Em nosso país, as “leis” de mercado foram
subvertidas pelo tamanho e importância das
empresas estatais, que, também por décadas,
dominaram os setores infra-estruturais básicos e o
fornecimento de serviços públicos, praticando preços
monopolistas. Enquanto isso, o formalismo brasileiro,
que transformou qualquer iniciativa em uma via
dolorosa de autorizações, proibições, fiscalizações
burocráticas e sangrias tributárias, acabou por
empurrar para a informalidade (leia-se ilegalidade)
milhões de indivíduos e empresas, que constituem
uma gigantesca e tentacular economia informal (com
quase 50% do total do PIB e dos postos de emprego)
operando à margem das obrigações fiscais e dos
direitos trabalhistas.
Enquanto cada indivíduo se achar
no direito de interpretar a
obrigatoriedade das leis de acordo
com suas próprias conveniências,
o país não amadurecerá civicamente
Nos últimos anos, o aparato empresarial estatal
foi virtualmente desmontado pelo processo de
privatização, mas, para dar um toque surrealista ao
cenário, boa parte das ações de empresas públicas
foi vendida para fundos de pensões de funcionários
das autarquias e empresas estatais, constituídos,
majoritariamente, com doações orçamentárias. Ou
seja, com o processo de privatização, o que era de
propriedade pública passou, em boa parte, à
propriedade de alguns poucos milhares de
funcionários públicos. Mais uma difícil de entender...
Falsos Preguiçosos
No plano social, outra realidade que passa ao
largo da sabedoria convencional: contrariamente ao
que muitos pensam, trabalha-se mais aqui do que
nos países do Primeiro Mundo. Na realidade,
podemos dizer que somos o país dos falsos
preguiçosos, pois, tirando nossa impontualidade
crônica (que é uma verdade incontestável e
lamentável), a nossa suposta indolência é uma tolice
repetida com foros de verdade: segundo o IBGE,
72% da população empregada em nosso país
trabalha mais de 40 horas e 40% mais de 45 horas
por semana em sua ocupação principal. Enquanto
isso, o regime de 39, 36 e mesmo de 32 horas
semanais já começa a virar rotina em muitos lugares
do mundo desenvolvido.
E a produtividade? Não dizem as estatísticas que
a produtividade média do trabalhador brasileiro é
menos da metade de um trabalhador do Primeiro
Mundo? É necessário cautela com esse tipo de
afirmação, pois não se pode comparar a
produtividade de um trabalhador americano, japonês
ou alemão, que passou 12 anos em média na escola
e que dispõe de um enorme parque de robôs,
máquinas de controle numérico e sistemas de
produção computadorizada, com a de um brasileiro,
que passou 4 anos e meio na escola e não dispõe da
mesma tecnologia.

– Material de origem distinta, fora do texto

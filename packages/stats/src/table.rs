//! Per-region statistics table reader.
//!
//! The table is a headered CSV. Only the five columns named in
//! [`outbreak_stats_models`] are read; anything else is ignored.

use std::io::Read;
use std::path::Path;

use outbreak_stats_models::{
    ACTIVE_CASES_COLUMN, DEATH_COLUMN, REGION_COLUMN, RECOVERED_COLUMN, RawRegionRecord,
    TOTAL_INFECTED_COLUMN,
};

use crate::StatsError;

/// Largest float that still represents every integer below it exactly.
const MAX_EXACT_FLOAT: f64 = 9_007_199_254_740_992.0;

/// Column positions resolved from the header row.
struct ColumnIndex {
    region: usize,
    total_infected: usize,
    active_cases: usize,
    recovered: usize,
    death: usize,
}

impl ColumnIndex {
    fn resolve(headers: &[String]) -> Result<Self, StatsError> {
        let find = |column: &'static str| {
            headers
                .iter()
                .position(|h| h == column)
                .ok_or(StatsError::MissingColumn { column })
        };

        Ok(Self {
            region: find(REGION_COLUMN)?,
            total_infected: find(TOTAL_INFECTED_COLUMN)?,
            active_cases: find(ACTIVE_CASES_COLUMN)?,
            recovered: find(RECOVERED_COLUMN)?,
            death: find(DEATH_COLUMN)?,
        })
    }
}

/// Loads every row of the table at `path`.
///
/// # Errors
///
/// * [`StatsError::DataSourceMissing`] if `path` does not exist
/// * otherwise any error from [`parse_records`]
pub fn load_records(path: &Path) -> Result<Vec<RawRegionRecord>, StatsError> {
    if !path.exists() {
        log::warn!("Statistics table not found at {}", path.display());
        return Err(StatsError::DataSourceMissing {
            path: path.to_path_buf(),
        });
    }

    let file = std::fs::File::open(path)?;
    let records = parse_records(file)?;

    log::debug!("Read {} region rows from {}", records.len(), path.display());

    Ok(records)
}

/// Parses region rows from any CSV source.
///
/// Header names are trimmed before matching. Empty numeric cells count as
/// zero. Rows with a blank region label are skipped.
///
/// # Errors
///
/// * [`StatsError::MissingColumn`] if a required header is absent
/// * [`StatsError::InvalidValue`] if a numeric cell is not a non-negative
///   whole number
/// * [`StatsError::Csv`] if the CSV itself is malformed
pub fn parse_records(reader: impl Read) -> Result<Vec<RawRegionRecord>, StatsError> {
    let mut reader = csv::ReaderBuilder::new()
        .flexible(true)
        .from_reader(reader);

    let headers: Vec<String> = reader
        .headers()?
        .iter()
        .map(|h| h.trim().to_owned())
        .collect();
    let index = ColumnIndex::resolve(&headers)?;

    let mut records = Vec::new();

    for (i, result) in reader.records().enumerate() {
        let record = result?;
        let row = i + 1;
        let cell = |idx: usize| record.get(idx).unwrap_or("");

        if cell(index.region).trim().is_empty() {
            log::warn!("Skipping row {row}: region label is blank");
            continue;
        }

        records.push(RawRegionRecord {
            region: cell(index.region).to_owned(),
            total_infected: parse_count(cell(index.total_infected), row, TOTAL_INFECTED_COLUMN)?,
            active_cases: parse_count(cell(index.active_cases), row, ACTIVE_CASES_COLUMN)?,
            recovered: parse_count(cell(index.recovered), row, RECOVERED_COLUMN)?,
            death: parse_count(cell(index.death), row, DEATH_COLUMN)?,
        });
    }

    Ok(records)
}

/// Parses a count cell. Accepts plain integers and whole-valued decimals
/// such as `12.0`.
#[allow(
    clippy::cast_possible_truncation,
    clippy::cast_sign_loss,
    clippy::float_cmp
)]
fn parse_count(raw: &str, row: usize, column: &'static str) -> Result<u64, StatsError> {
    let trimmed = raw.trim();
    if trimmed.is_empty() {
        return Ok(0);
    }

    if let Ok(value) = trimmed.parse::<u64>() {
        return Ok(value);
    }

    match trimmed.parse::<f64>() {
        Ok(value)
            if value.is_finite() && value >= 0.0 && value.fract() == 0.0 && value <= MAX_EXACT_FLOAT =>
        {
            Ok(value as u64)
        }
        _ => Err(StatsError::InvalidValue {
            row,
            column,
            value: raw.to_owned(),
        }),
    }
}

Uma comparação como essa
corresponderia a dizer que João é mais veloz do que
José porque percorre a mesma distância em metade
do tempo, sem mencionar que João está no volante
de um carro e José montado em um cavalo. Quando
as condições de preparo educacional dos
trabalhadores e de utilização de tecnologia de ponta
são as mesmas, os níveis de produtividade brasileiro
são iguais aos dos países mais desenvolvidos, como
atestam os estudos de benchmark realizados por
diversas empresas multinacionais. Super-homens só
existem nas histórias em quadrinhos.
O Papel do Estado
O fato é que chegamos ao final do século XX
como a oitava economia do mundo, com níveis de
industrialização e de modernidade relativamente
elevados. No entanto, enquanto o Primeiro Mundo
ingressa na Terceira Revolução Industrial, na Era do
Conhecimento, a população brasileira ainda apresenta altos
índices de analfabetismo, baixos índices qualitativos de
educação fundamental e convive com doenças endêmicas
e problemas de saúde pública que outras nações (mesmo
mais pobres) já superaram há muito tempo. As
oportunidades estão desigualmente distribuídas: os 1% mais
ricos da população detêm o mesmo porcentual da renda
nacional que os 50% mais pobres; a expectativa média de
vida ao nascer de um nordestino é seis anos menor que a
de um habitante do Sul; os salários dos negros e pardos
são menores que os dos brancos de mesmo nível
educacional; e a possibilidade de um estudante oriundo de
uma escola pública entrar em uma universidade pública e
gratuita é muito menor que a de um adolescente oriundo
das escolas particulares.
O papel do Estado para superar esses problemas e esses
desequilíbrios é fundamental. Como o processo de privatização
o liberou de sua condição de maior produtor de bens e serviços
econômicos, o Estado brasileiro deveria, agora, se concentrar
na ampliação dos serviços públicos essenciais para
universalizar o acesso à educação de qualidade, à saúde, à
habitação salubre, ao trabalho, à proteção contra a violência
e o esbulho, ou, em outras palavras, propiciar o acesso de
toda a população a uma vida minimamente digna. Ao invés
disso, vive um processo de sucateamento material e humano
e de profunda anemia financeira, que o impede de cumprir,
com mínima eficácia, esse papel.
Não compete ao mercado reduzir
desigualdades sociais, corrigir
disparidades de renda e de acesso a
oportunidades nem promover a justiça.
Para isso, as sociedades civilizadas
criaram o Estado.
É verdade que, em todo o mundo, as máquinas estatais
perderam poderes, recursos e prestígio nos últimos anos,
e, hoje em dia, economias politicamente administradas são
exotismos em extinção. Em todos os quadrantes, reina
soberano “o mercado”, a economia privada, guiada pelas
“leis” da oferta e da procura, em que a alocação dos
recursos é decidida individualmente pela multidão de
agentes econômicos (indivíduos, famílias, empresas) e não
pela vontade de alguns planejadores e tecnoburocratas do
setor público. E quase como corolário, muitos desavisados
são levados a acreditar que o Estado não é mais necessário
e que suas obrigações serão assumidas “pelo mercado”.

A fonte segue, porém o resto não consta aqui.